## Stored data
------
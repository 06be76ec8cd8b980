use geolens_contracts::chat::ChatRole;
use geolens_contracts::error::{ContractError, ContractResult};
use geolens_contracts::language::is_azerbaijani;
use geolens_contracts::models::ModelSpec;

use crate::transport::{HistoryTurn, Transport, TransportRequest};

pub fn persona_instruction(language: &str) -> String {
    format!(
        "You are a professional, experienced geologist and mineralogist named \"GeoLens Geological Assistant\". \
Answer questions about geology, minerals, gemstones and earth science in depth and in an engaging way. \
Be scientifically accurate but easy to understand. Reply only in {language}."
    )
}

/// User-facing fixed strings of the chat screen.
#[derive(Debug, Clone, PartialEq, Eq)]
pub struct ChatCopy {
    pub greeting: String,
    pub empty_reply: String,
    pub apology: String,
}

impl ChatCopy {
    pub fn for_language(language: &str) -> Self {
        if is_azerbaijani(language) {
            return Self {
                greeting: "Salam! Mən sizin rəqəmsal geoloqunuzam. Minerallar, süxur növləri, Yerin geoloji dövrləri və ya xüsusi daşların xassələri haqqında suallarınızı cavablaya bilərəm. Nədən başlayaq?".to_string(),
                empty_reply: "Üzr istəyirəm, hal-hazırda geoloji verilənlər bazasına daxil ola bilmirəm.".to_string(),
                apology: "Sistemdə texniki gecikmə yarandı. Zəhmət olmasa bir qədər sonra yenidən soruşun.".to_string(),
            };
        }
        Self {
            greeting: "Hello! I am your digital geologist. Ask me about minerals, rock types, the geological eras of the Earth or the properties of particular stones. Where shall we start?".to_string(),
            empty_reply: "Sorry, I cannot reach the geological database right now.".to_string(),
            apology: "The system hit a technical delay. Please ask again in a little while.".to_string(),
        }
    }
}

/// Conversational contract holding the resent turn history.
#[derive(Debug, Clone)]
pub struct ConversationContract {
    model: String,
    persona: String,
    copy: ChatCopy,
    history: Vec<HistoryTurn>,
}

impl ConversationContract {
    pub fn new(model: &ModelSpec, language: &str) -> Self {
        Self {
            model: model.name.clone(),
            persona: persona_instruction(language),
            copy: ChatCopy::for_language(language),
            history: Vec::new(),
        }
    }

    pub fn model(&self) -> &str {
        &self.model
    }

    pub fn copy(&self) -> &ChatCopy {
        &self.copy
    }

    pub fn history(&self) -> &[HistoryTurn] {
        &self.history
    }

    pub fn build_request(&self, text: &str) -> ContractResult<TransportRequest> {
        let text = text.trim();
        if text.is_empty() {
            return Err(ContractError::rejected("chat message is empty"));
        }
        Ok(TransportRequest::conversational(
            &self.model,
            &self.persona,
            self.history.clone(),
            text.to_string(),
        ))
    }

    /// Sends one turn and returns the text to show, which may be the
    /// empty-reply fallback. History only grows when the model said something.
    pub fn send(&mut self, transport: &dyn Transport, text: &str) -> ContractResult<String> {
        let request = self.build_request(text)?;
        let reply = transport.call(&request)?;
        Ok(self.accept_reply(&request.prompt, &reply.text))
    }

    /// Text to show for a raw reply. A non-empty reply is recorded as an
    /// exchange; the local fallback copy never enters history.
    pub fn accept_reply(&mut self, user_text: &str, raw: &str) -> String {
        let shown = self.reply_text(raw);
        if !raw.trim().is_empty() {
            self.record_exchange(user_text, &shown);
        }
        shown
    }

    fn reply_text(&self, raw: &str) -> String {
        let trimmed = raw.trim();
        if trimmed.is_empty() {
            self.copy.empty_reply.clone()
        } else {
            trimmed.to_string()
        }
    }

    fn record_exchange(&mut self, user_text: &str, model_text: &str) {
        self.history.push(HistoryTurn {
            role: ChatRole::User,
            text: user_text.to_string(),
        });
        self.history.push(HistoryTurn {
            role: ChatRole::Model,
            text: model_text.to_string(),
        });
    }
}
------
All entries are to be reproduced verbatim, with none omitted.

repository 06be76ec8cd8b980
use geolens_contracts::chat::ChatRole;
use geolens_contracts::error::{ContractError, ContractResult};
use geolens_contracts::language::is_azerbaijani;
use geolens_contracts::models::ModelSpec;

use crate::transport::{HistoryTurn, Transport, TransportRequest};

pub fn persona_instruction(language: &str) -> String {
    format!(
        "You are a professional, experienced geologist and mineralogist named \"GeoLens Geological Assistant\". \
Answer questions about geology, minerals, gemstones and earth science in depth and in an engaging way. \
Be scientifically accurate but easy to understand. Reply only in {language}."
    )
}

/// User-facing fixed strings of the chat screen.
#[derive(Debug, Clone, PartialEq, Eq)]
pub struct ChatCopy {
    pub greeting: String,
    pub empty_reply: String,
    pub apology: String,
}

impl ChatCopy {
    pub fn for_language(language: &str) -> Self {
        if is_azerbaijani(language) {
            return Self {
                greeting: "Salam! Mən sizin rəqəmsal geoloqunuzam. Minerallar, süxur növləri, Yerin geoloji dövrləri və ya xüsusi daşların xassələri haqqında suallarınızı cavablaya bilərəm. Nədən başlayaq?".to_string(),
                empty_reply: "Üzr istəyirəm, hal-hazırda geoloji verilənlər bazasına daxil ola bilmirəm.".to_string(),
                apology: "Sistemdə texniki gecikmə yarandı. Zəhmət olmasa bir qədər sonra yenidən soruşun.".to_string(),
            };
        }
        Self {
            greeting: "Hello! I am your digital geologist. Ask me about minerals, rock types, the geological eras of the Earth or the properties of particular stones. Where shall we start?".to_string(),
            empty_reply: "Sorry, I cannot reach the geological database right now.".to_string(),
            apology: "The system hit a technical delay. Please ask again in a little while.".to_string(),
        }
    }
}

/// Conversational contract holding the resent turn history.
#[derive(Debug, Clone)]
pub struct ConversationContract {
    model: String,
    persona: String,
    copy: ChatCopy,
    history: Vec<HistoryTurn>,
}

impl ConversationContract {
    pub fn new(model: &ModelSpec, language: &str) -> Self {
        Self {
            model: model.name.clone(),
            persona: persona_instruction(language),
            copy: ChatCopy::for_language(language),
            history: Vec::new(),
        }
    }

    pub fn model(&self) -> &str {
        &self.model
    }

    pub fn copy(&self) -> &ChatCopy {
        &self.copy
    }

    pub fn history(&self) -> &[HistoryTurn] {
        &self.history
    }

    pub fn build_request(&self, text: &str) -> ContractResult<TransportRequest> {
        let text = text.trim();
        if text.is_empty() {
            return Err(ContractError::rejected("chat message is empty"));
        }
        Ok(TransportRequest::conversational(
            &self.model,
            &self.persona,
            self.history.clone(),
            text.to_string(),
        ))
    }

    /// Sends one turn and returns the text to show, which may be the
    /// empty-reply fallback. History only grows when the model said something.
    pub fn send(&mut self, transport: &dyn Transport, text: &str) -> ContractResult<String> {
        let request = self.build_request(text)?;
        let reply = transport.call(&request)?;
        Ok(self.accept_reply(&request.prompt, &reply.text))
    }

    /// Text to show for a raw reply. A non-empty reply is recorded as an
    /// exchange; the local fallback copy never enters history.
    pub fn accept_reply(&mut self, user_text: &str, raw: &str) -> String {
        let shown = self.reply_text(raw);
        if !raw.trim().is_empty() {
            self.record_exchange(user_text, &shown);
        }
        shown
    }

    fn reply_text(&self, raw: &str) -> String {
        let trimmed = raw.trim();
        if trimmed.is_empty() {
            self.copy.empty_reply.clone()
        } else {
            trimmed.to_string()
        }
    }

    fn record_exchange(&mut self, user_text: &str, model_text: &str) {
        self.history.push(HistoryTurn {
            role: ChatRole::User,
            text: user_text.to_string(),
        });
        self.history.push(HistoryTurn {
            role: ChatRole::Model,
            text: model_text.to_string(),
        });
    }
}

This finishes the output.